Honors 270

Exploring Mathematical Patterns

Spring 1998


Instructor: Jennifer Galovich

Office: SC209


Office Hours: 1 - 2:30 every day except Tuesdays, when I must leave at 2:00.  Please feel free to make an appointment at another time if this doesn’t work for you.


Phone: Office   363-3192

             Home: 363-7359


Course Materials: Honors Math Explorations Problem Collection

                             You will also need two notebooks -- one for notes you want to take in class,                                    and the other (THE Notebook) for work to turn in.


Course Description


The goal of this course is to provide you with an opportunity to practice doing mathematics.  “Doing” mathematics includes not only the use of the traditional tools--proof and formal manipulation--but also the variety of ways in which mathematicians think about their subject -- experimentation, educated guessing, etc. This course will emphasize mathematical thinking by challenging you to take these steps for yourselves.

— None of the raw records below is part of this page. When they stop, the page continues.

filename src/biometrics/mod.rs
pub mod handlers;
pub mod repo;
pub mod repo_types;

use crate::state::AppState;
use axum::Router;

pub fn router() -> Router<AppState> {
    handlers::routes()
}
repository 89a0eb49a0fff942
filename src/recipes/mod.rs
mod dto;
pub mod handlers;
pub mod normalize;
pub mod repo;
pub mod repo_types;
pub mod services;

use crate::state::AppState;
use axum::Router;

pub fn router() -> Router<AppState> {
    handlers::routes()
}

The context for our explorations is Combinatorics--the branch of mathematics concerned with describing and exploring the properties of patterns.  Sometimes these patterns involve objects which are obviously mathematical, but sometimes not.  The good news is that you (yes, you!) can solve many  interesting combinatorial problems without having to know a lot of specialized vocabulary or techniques ahead of time.  On the other hand, you will need to be persistent yet open-minded--willing to try new approaches when old ones don’t work, but not giving up too easily or too soon.


As you (undoubtedly) are aware, this course carries both writing and discussion flags.    Therefore, in addition to the “doing” of mathematics, you will also be practicing  “writing” and  “talking” mathematics.   If you’re thinking that Symposium never prepared you for this, don’t worry.  We will be working on these skills as part of the course.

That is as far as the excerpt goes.